4.3. Testable Propositions

The MCRR framework generates a series of empirically testable hypotheses, enabled by the operationalizability of its concepts. For example, employing neural decoding techniques like fMRI and multi-voxel pattern analysis can directly test whether decision-making tasks involve spatially separable neural representations that encode expected reward (acquisition), subjective effort cost (optimization), and risk/uncertainty (persistence), respectively (Hebart & Baker, 2020). Based on principles of developmental plasticity, one can infer that early-life experiences (e.g., resource scarcity, environmental instability) will lead to lasting neuro-behavioral calibrations on the corresponding valuation dimensions. Experimental paradigms from cross-cultural psychology can be used to test whether individuals from different cultural backgrounds exhibit systematic behavioral differences in social dilemma tasks that align with their culture's default weighting of the three constraints (Henrich, 2020).

5. Conclusion

The Multi-level Constraint Recursive Realization (MCRR) framework proposed in this article aims to provide a new integrative perspective for understanding the continuity of complex systems. Starting from the physical premise of dissipative structure persistence, it deduces three irreducible meta-constraints. Building upon this foundation and using the explanatory principle of "recursive realization," it systematically links existing knowledge—such as autopoietic theory, life history trade-off concepts, and multi-objective decision-making models—to outline a coherent analytical perspective spanning physics, life, mind, and society.

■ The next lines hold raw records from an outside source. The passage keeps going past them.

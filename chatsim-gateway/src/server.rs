use std::sync::Arc;

use axum::{
    Json, Router,
    extract::{State, rejection::JsonRejection},
    http::StatusCode,
    response::{IntoResponse, Response},
    routing::{get, post},
};
use chatsim_core::{ErrorResponse, GenerateRequest};
use serde::Serialize;
use tracing::{info, warn};

use crate::orchestrator::GenerateError;
use crate::state::AppState;

/// Health check response
#[derive(Debug, Serialize)]
pub struct HealthResponse {
    pub status: String,
    pub version: String,
}

impl IntoResponse for GenerateError {
    fn into_response(self) -> Response {
        let status = match self {
            GenerateError::InvalidRequest(_) => StatusCode::BAD_REQUEST,
            GenerateError::GenerationFailed { .. } => StatusCode::INTERNAL_SERVER_ERROR,
        };
        let body = ErrorResponse {
            error: self.user_message().to_string(),
        };
        (status, Json(body)).into_response()
    }
}

/// Run the HTTP server
pub async fn run(state: Arc<AppState>, bind_addr: &str) -> Result<(), Box<dyn std::error::Error>> {
    let app = create_router(state);

    let listener = tokio::net::TcpListener::bind(bind_addr).await?;
    info!("Server listening on {}", bind_addr);

    axum::serve(listener, app).await?;
    Ok(())
}

/// Create the router with all routes
pub fn create_router(state: Arc<AppState>) -> Router {
    Router::new()
        .route("/health", get(health_handler))
        .route("/api/generate-conversation", post(generate_handler))
        .with_state(state)
        .layer(tower_http::trace::TraceLayer::new_for_http())
}

/// Health check handler
pub async fn health_handler() -> impl IntoResponse {
    Json(HealthResponse {
        status: "ok".to_string(),
        version: env!("CARGO_PKG_VERSION").to_string(),
    })
}

/// POST /api/generate-conversation
pub async fn generate_handler(
    State(state): State<Arc<AppState>>,
    payload: Result<Json<GenerateRequest>, JsonRejection>,
) -> Response {
    let request = match payload {
        Ok(Json(request)) => request,
        Err(rejection) => {
            warn!("Rejected generation request: {}", rejection.body_text());
            return GenerateError::InvalidRequest(rejection.body_text()).into_response();
        }
    };

    info!(
        characters = request.characters.len(),
        model = request.model.as_deref().unwrap_or("-"),
        "Received generation request"
    );

    match state.orchestrator().handle(request).await {
        Ok(conversation) => (StatusCode::OK, Json(conversation)).into_response(),
        Err(e) => e.into_response(),
    }
}
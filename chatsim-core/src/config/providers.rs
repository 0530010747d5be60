//! Per-provider endpoint configuration loaded from environment variables.
//!
//! Values are read once at startup and never mutated. Missing values are
//! not an error here: an absent key means no `Authorization` header, an
//! absent URL fails at call time.

use std::env;

use crate::message::ProviderKind;

const DEFAULT_CLAUDE_URL: &str = "https://api.anthropic.com/v1/messages";
const DEFAULT_GEMINI_URL: &str =
    "https://generativelanguage.googleapis.com/v1/models/gemini-pro:generateContent";

/// Endpoint, credentials and model for one backend.
#[derive(Debug, Clone, Default, PartialEq, Eq)]
pub struct ProviderConfig {
    /// Full URL the request is POSTed to
    pub endpoint: String,

    /// Bearer token (env: *_API_KEY)
    pub api_key: Option<String>,

    /// Model used for conversation generation
    pub model: String,

    /// Model used for character resolution, when it differs from `model`
    pub resolver_model: Option<String>,
}

impl ProviderConfig {
    pub fn has_api_key(&self) -> bool {
        self.api_key.as_deref().is_some_and(|k| !k.trim().is_empty())
    }

    /// Model to use for character resolution.
    pub fn resolver_model(&self) -> &str {
        self.resolver_model.as_deref().unwrap_or(&self.model)
    }
}

/// Configuration for all three providers.
#[derive(Debug, Clone, Default, PartialEq, Eq)]
pub struct ProvidersConfig {
    /// DEEPSEEK_URL, DEEPSEEK_API_KEY, DEEPSEEK_R1_MODEL, DEEPSEEK_V3_MODEL
    pub primary: ProviderConfig,
    /// CLAUDE_URL, CLAUDE_API_KEY, CLAUDE_MODEL
    pub secondary: ProviderConfig,
    /// GEMINI_URL, GEMINI_API_KEY, GEMINI_MODEL
    pub tertiary: ProviderConfig,
}

impl ProvidersConfig {
    /// Load provider configuration from environment variables.
    ///
    /// Also loads a .env file if present (development convenience).
    pub fn from_env() -> Self {
        let _ = dotenvy::dotenv();

        Self::from_lookup(|key| env::var(key).ok())
    }

    /// Build from an arbitrary variable lookup. Empty values count as unset.
    pub fn from_lookup<F>(lookup: F) -> Self
    where
        F: Fn(&str) -> Option<String>,
    {
        let var = |key: &str| lookup(key).filter(|v| !v.trim().is_empty());

        Self {
            primary: ProviderConfig {
                endpoint: var("DEEPSEEK_URL").unwrap_or_default(),
                api_key: var("DEEPSEEK_API_KEY"),
                model: var("DEEPSEEK_R1_MODEL").unwrap_or_default(),
                resolver_model: var("DEEPSEEK_V3_MODEL"),
            },
            secondary: ProviderConfig {
                endpoint: var("CLAUDE_URL").unwrap_or_else(|| DEFAULT_CLAUDE_URL.to_string()),
                api_key: var("CLAUDE_API_KEY"),
                model: var("CLAUDE_MODEL").unwrap_or_default(),
                resolver_model: None,
            },
            tertiary: ProviderConfig {
                endpoint: var("GEMINI_URL").unwrap_or_else(|| DEFAULT_GEMINI_URL.to_string()),
                api_key: var("GEMINI_API_KEY"),
                model: var("GEMINI_MODEL").unwrap_or_default(),
                resolver_model: None,
            },
        }
    }

    pub fn get(&self, kind: ProviderKind) -> &ProviderConfig {
        match kind {
            ProviderKind::Primary => &self.primary,
            ProviderKind::Secondary => &self.secondary,
            ProviderKind::Tertiary => &self.tertiary,
        }
    }

    /// Providers that have no API key configured.
    pub fn missing_api_keys(&self) -> Vec<ProviderKind> {
        ProviderKind::ALL
            .into_iter()
            .filter(|kind| !self.get(*kind).has_api_key())
            .collect()
    }
}
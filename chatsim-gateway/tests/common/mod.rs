//! Scripted backends for driving the gateway without network access.

#![allow(dead_code)]

use std::collections::VecDeque;
use std::sync::{Arc, Mutex};

use chatsim_core::{Character, CharacterInfo, GenerationSettings, Language, ProviderKind};
use chatsim_gateway::providers::{
    CharacterResolver, ChatMessage, Provider, ProviderError, resolve_with,
};
use chatsim_gateway::{AppState, Orchestrator, ProviderSet};

/// A backend that answers completions from a queue of canned replies.
///
/// Resolution goes through [`resolve_with`], like the DeepSeek client.
pub struct ScriptedBackend {
    kind: ProviderKind,
    replies: Mutex<VecDeque<Result<String, ProviderError>>>,
    prompts: Mutex<Vec<String>>,
}

impl ScriptedBackend {
    pub fn new(kind: ProviderKind) -> Arc<Self> {
        Arc::new(Self {
            kind,
            replies: Mutex::new(VecDeque::new()),
            prompts: Mutex::new(Vec::new()),
        })
    }

    pub fn reply(&self, text: impl Into<String>) -> &Self {
        self.replies.lock().unwrap().push_back(Ok(text.into()));
        self
    }

    pub fn fail(&self, status: u16, body: &str) -> &Self {
        self.replies
            .lock()
            .unwrap()
            .push_back(Err(ProviderError::UpstreamRequestFailed {
                status,
                body: body.to_string(),
            }));
        self
    }

    /// User prompts received so far, oldest first.
    pub fn prompts(&self) -> Vec<String> {
        self.prompts.lock().unwrap().clone()
    }
}

#[async_trait::async_trait]
impl Provider for ScriptedBackend {
    fn kind(&self) -> ProviderKind {
        self.kind
    }

    fn model(&self) -> &str {
        "scripted"
    }

    async fn complete(
        &self,
        _model: &str,
        messages: &[ChatMessage],
    ) -> Result<String, ProviderError> {
        if let Some(last) = messages.last() {
            self.prompts.lock().unwrap().push(last.content.clone());
        }
        self.replies.lock().unwrap().pop_front().unwrap_or_else(|| {
            Err(ProviderError::MalformedResponse(
                "no scripted reply left".to_string(),
            ))
        })
    }
}

#[async_trait::async_trait]
impl CharacterResolver for ScriptedBackend {
    async fn resolve_characters(
        &self,
        characters: &[Character],
        language: Language,
    ) -> Result<Vec<CharacterInfo>, ProviderError> {
        resolve_with(self, "scripted-resolver", characters, language).await
    }
}

pub struct Harness {
    pub primary: Arc<ScriptedBackend>,
    pub secondary: Arc<ScriptedBackend>,
    pub tertiary: Arc<ScriptedBackend>,
    pub state: Arc<AppState>,
}

/// Wire three scripted backends into an app state; the primary also resolves.
pub fn harness(language: Language) -> Harness {
    let primary = ScriptedBackend::new(ProviderKind::Primary);
    let secondary = ScriptedBackend::new(ProviderKind::Secondary);
    let tertiary = ScriptedBackend::new(ProviderKind::Tertiary);

    let orchestrator = Orchestrator::new(
        primary.clone(),
        ProviderSet {
            primary: primary.clone(),
            secondary: secondary.clone(),
            tertiary: tertiary.clone(),
        },
        GenerationSettings::default(),
        language,
    );

    Harness {
        primary,
        secondary,
        tertiary,
        state: Arc::new(AppState::new(orchestrator)),
    }
}

pub fn profiles_reply(names: &[&str]) -> String {
    let profiles: Vec<serde_json::Value> = names
        .iter()
        .map(|name| {
            serde_json::json!({
                "name": name,
                "description": format!("{name} is well known."),
                "story": [format!("{name} once did something memorable.")],
            })
        })
        .collect();
    format!(
        "```json\n{}\n```",
        serde_json::to_string_pretty(&profiles).unwrap()
    )
}

pub fn turns_reply(names: &[&str], count: usize) -> String {
    let turns: Vec<serde_json::Value> = (0..count)
        .map(|i| {
            serde_json::json!({
                "name": names[i % names.len()],
                "content": format!("turn {}", i + 1),
            })
        })
        .collect();
    format!(
        "Sure! Here's the conversation:\n{}\nHope you enjoy it.",
        serde_json::Value::from(turns)
    )
}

The core intention of the MCRR framework is to offer a heuristic perspective: examining the evolution and adaptation of complex systems through the dynamic trade-offs among the three basic constraints. This perspective helps address the shortcomings of single-optimization-target models in explaining behavioral richness and internal conflict. However, its aim is not to replace these specific theories but to provide a broader conceptual background for them. We hope this framework will serve primarily as a heuristic tool and a communication platform, fostering productive dialogue across disciplines centered on core concepts like "constraints," "adaptation," and "hierarchical realization," thereby inspiring new questions and avenues for future interdisciplinary research into intelligence, behavior, and culture.